30 May 20
22 Apr 20
Alejandro Agag, the Founder and Chairman of Formula E, explains why the coronavirus outbreak and global suspension of sport is a warning for the future, unless we urgently address the climate crisis.
On Saturday, April 18, the streets of Paris should have been packed.
Thousands of fans were expected to fill grandstands in the City of Light to enjoy the Formula E race and cheer on drivers such as our French champion Jean-Eric Vergne, as they push the boundaries of electric mobility technology.
Sadly, those streets were empty.
The global health emergency caused by the Covid-19 outbreak has been a very unsettling situation for all of us. In countries which I am very close to - such as Spain, Italy, and the United Kingdom - this pandemic is assuming dramatic proportions. Our community’s health, economy and way of life is under threat, with tragic consequences that governments, businesses, and individual citizens are facing with courage. All our support goes to them, and especially to health workers on the frontline.
As part of public health measures, sport, as well as all forms of public entertainment, were among the first activities to be completely shut down. The postponement of the Tokyo Olympics to next year, an action that has not happened in peacetime since 369 AD, is the most striking decision that the global sports community had to take.
A total government lockdown, like the ones we are observing almost everywhere in the world, is certainly a last-resort measure intended to deal with a very short-term danger such as a pandemic. However, we have a duty to look beyond this crisis and try to understand how and when such scenarios could reoccur in the medium and long term.
As I posted on Instagram recently, Covid-19 has acted as a test run for when we need to act to combat climate change. That time is now.
Why is the climate relevant to this crisis? There are two connected facts to look at.
First, the greatest risk of our time for human health is air pollution, which also makes us less resistant to the symptoms of respiratory infections such as those caused by Covid-19. In many parts of the world, just like Covid-19, air pollution warnings are already impacting daily life and stopping people from leaving their homes.
Secondly, scientists warn that an uncontrolled increase in greenhouse gas emissions will lead to more and more extreme weather episodes. If we fail to act on their warning, acts of natural disaster could make public lockdowns a more frequent occurrence for us all, leading to an end to normal life as we know it, including sport.
As the resilient human response to the Covid-19 crisis has shown, it is not too late for us to make a difference. The dramatic reduction in pollution over China - and across our European cities - from the suspension of travel and temporary closure of factories, shows that it is not too late for us to collectively change our course.
Just as talented engineers and scientists are finding innovative solutions to help the fight against Covid-19, technology will also play a major role in creating a cleaner future, faster.

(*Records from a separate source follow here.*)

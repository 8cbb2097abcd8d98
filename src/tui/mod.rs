pub mod event_handlers;
pub mod event_loop;
pub mod rendering;
pub mod state;
pub mod theme;
pub mod view;

pub use view::TuiApp;

#[cfg(test)]
mod key_handling_test;
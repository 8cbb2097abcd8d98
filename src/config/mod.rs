use anyhow::{Context, Result};
use serde::Deserialize;
use std::fs;
use std::path::{Path, PathBuf};
use tracing::{info, warn};

pub const DEFAULT_API_URL: &str = "http://localhost:8000";
pub const DEFAULT_LOG_FILE: &str = "./contacts-debug.log";
pub const API_URL_ENV: &str = "CONTACTS_API_URL";
pub const CONFIG_PATH_ENV: &str = "CONTACTS_CONFIG";
pub const PROJECT_CONFIG_DIR: &str = ".contacts";

#[derive(Debug, Clone)]
pub struct AppConfig {
    pub api_url: String,
    pub theme: String,
    pub log_level: String,
    pub log_file: PathBuf,
    pub no_tui: bool,
    pub http: HttpConfig,
}

impl Default for AppConfig {
    fn default() -> Self {
        Self {
            api_url: DEFAULT_API_URL.to_string(),
            theme: "dark".to_string(),
            log_level: "info".to_string(),
            log_file: PathBuf::from(DEFAULT_LOG_FILE),
            no_tui: false,
            http: HttpConfig::default(),
        }
    }
}

/// Transport settings. Unset timeouts leave the network stack defaults alone.
#[derive(Debug, Clone, Default, Deserialize, PartialEq, Eq)]
pub struct HttpConfig {
    pub connect_timeout_ms: Option<u64>,
    pub request_timeout_ms: Option<u64>,
}

impl HttpConfig {
    /// Fill unset values from `fallback`.
    fn or(self, fallback: HttpConfig) -> HttpConfig {
        HttpConfig {
            connect_timeout_ms: self.connect_timeout_ms.or(fallback.connect_timeout_ms),
            request_timeout_ms: self.request_timeout_ms.or(fallback.request_timeout_ms),
        }
    }
}

#[derive(Debug, Clone, Default, Deserialize, PartialEq)]
pub struct FileConfig {
    pub api_url: Option<String>,
    pub theme: Option<String>,
    pub log_file: Option<PathBuf>,
    pub http: Option<HttpConfig>,
}

/// Command-line overrides; `None` means "not given".
#[derive(Debug, Clone, Default)]
pub struct CliOverrides {
    pub api_url: Option<String>,
    pub theme: Option<String>,
    pub log_level: Option<String>,
    pub log_file: Option<PathBuf>,
    pub no_tui: bool,
}

impl AppConfig {
    /// Resolve from the environment and config files. The report says which
    /// files were used or skipped; nothing is logged here.
    pub fn from_cli(cli: CliOverrides) -> Result<(Self, ConfigReport)> {
        let project_root = std::env::current_dir().context("resolve current dir")?;
        let mut report = ConfigReport::default();
        let project_cfg = load_project_config(&project_root, &mut report);
        let file_cfg = load_file_config(&mut report);
        let env_url = std::env::var(API_URL_ENV).ok().filter(|s| !s.trim().is_empty());
        Ok((Self::resolve(cli, env_url, project_cfg, file_cfg), report))
    }

    /// Merge sources: CLI, then environment, then project file, then global
    /// file, then defaults.
    pub fn resolve(
        cli: CliOverrides,
        env_url: Option<String>,
        project_cfg: FileConfig,
        file_cfg: FileConfig,
    ) -> Self {
        let defaults = AppConfig::default();

        let api_url = cli
            .api_url
            .or(env_url)
            .or(project_cfg.api_url)
            .or(file_cfg.api_url)
            .unwrap_or(defaults.api_url);

        let theme = cli
            .theme
            .or(project_cfg.theme)
            .or(file_cfg.theme)
            .unwrap_or(defaults.theme);

        let log_file = cli
            .log_file
            .or(project_cfg.log_file)
            .or(file_cfg.log_file)
            .unwrap_or(defaults.log_file);

        let http = project_cfg
            .http
            .unwrap_or_default()
            .or(file_cfg.http.unwrap_or_default());

        Self {
            api_url,
            theme,
            log_level: cli.log_level.unwrap_or(defaults.log_level),
            log_file,
            no_tui: cli.no_tui,
            http,
        }
    }
}

/// What happened to each config file found on disk. Collected while the
/// config is resolved and logged once a subscriber is installed.
#[derive(Debug, Default)]
pub struct ConfigReport {
    pub loaded: Vec<PathBuf>,
    pub skipped: Vec<(PathBuf, String)>,
}

impl ConfigReport {
    pub fn log(&self) {
        for path in &self.loaded {
            info!(path=%path.display(), "loaded config file");
        }
        for (path, error) in &self.skipped {
            warn!(path=%path.display(), %error, "parse config failed");
        }
    }

    fn take(&mut self, path: &Path, parsed: Result<FileConfig>) -> Option<FileConfig> {
        match parsed {
            Ok(cfg) => {
                self.loaded.push(path.to_path_buf());
                Some(cfg)
            }
            Err(e) => {
                self.skipped.push((path.to_path_buf(), format!("{e:#}")));
                None
            }
        }
    }
}

fn parse_config_file(path: &Path) -> Result<FileConfig> {
    let s = fs::read_to_string(path)
        .with_context(|| format!("read config file: {}", path.display()))?;
    toml::from_str(&s).with_context(|| format!("parse config file: {}", path.display()))
}

pub fn global_config_candidates() -> Vec<PathBuf> {
    let mut v = Vec::new();
    if let Ok(p) = std::env::var(CONFIG_PATH_ENV) {
        v.push(PathBuf::from(p));
    }
    if let Some(dir) = dirs::config_dir() {
        v.push(dir.join("contact-list").join("config.toml"));
    }
    v
}

/// First usable global config file, or defaults.
pub fn load_file_config(report: &mut ConfigReport) -> FileConfig {
    for p in global_config_candidates() {
        if !p.exists() {
            continue;
        }
        if let Some(cfg) = report.take(&p, parse_config_file(&p)) {
            return cfg;
        }
    }
    FileConfig::default()
}

/// Load project-specific configuration from .contacts/config.toml
pub fn load_project_config(project_root: &Path, report: &mut ConfigReport) -> FileConfig {
    let path = project_root.join(PROJECT_CONFIG_DIR).join("config.toml");
    if !path.exists() {
        return FileConfig::default();
    }
    report.take(&path, parse_config_file(&path)).unwrap_or_default()
}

Technological developments will be essential to make compatible the fight against climate change with sustainable and balanced economic growth.
Governments and businesses are responding to these issues by introducing specific measures and seeking technological solutions to reduce the environmental impact, thanks to an attentive public opinion that is becoming more and more actively involved in raising awareness on the issue.
Reducing global emissions through electric mobility is an example of what technological research can do for the environment, and it is on this premise that the idea of the ABB FIA Formula E Championship was conceived in 2011. Showing how electricity is a sustainable alternative to combustion engines.
In the time since, together with our partners, we have carried out constant research producing important technological advances, such as expanded 52 kW/h batteries, introduced last season.
That's not all. Sustainability is our focus when it comes to organising races. It is no coincidence that we have just renewed our ISO 20121 certification, the international standard for sustainability in events. We want to take our message to younger generations and institutions, with our drivers acting as our ambassadors. Our former champion Lucas di Grassi is not just a driver for the Audi Sport ABT Schaeffler team, but also a Clean Air Advocate for the United Nations.
It is with the same vision on environmental issues that I am proud to have also launched the Extreme E racing series, Formula E's off-road counterpart, which will see 100% electric SUVs run in remote places on the planet that are also most at risk from a climatic viewpoint. Offering sustainable mobility as one of the possible solutions, as well as using our resources to implement positive legacy initiatives dependent on local needs.
It will start in 2021 and it will represent a new concept in off-road rallying, with races that will take place in areas already damaged by climate change such as glaciers in Greenland and rainforests in the Amazon.
The challenges we are all experiencing right now, may well be replicated in the coming years as a result of climate change. Not just in the remote places where we are taking Extreme E, but the towns and cities where we live, work and play every day.
While Covid-19 is fresh in our minds, we should make every possible effort to ensure that this does not happen again. Today is Earth Day, but so should every other date in the calendar. The work must start now.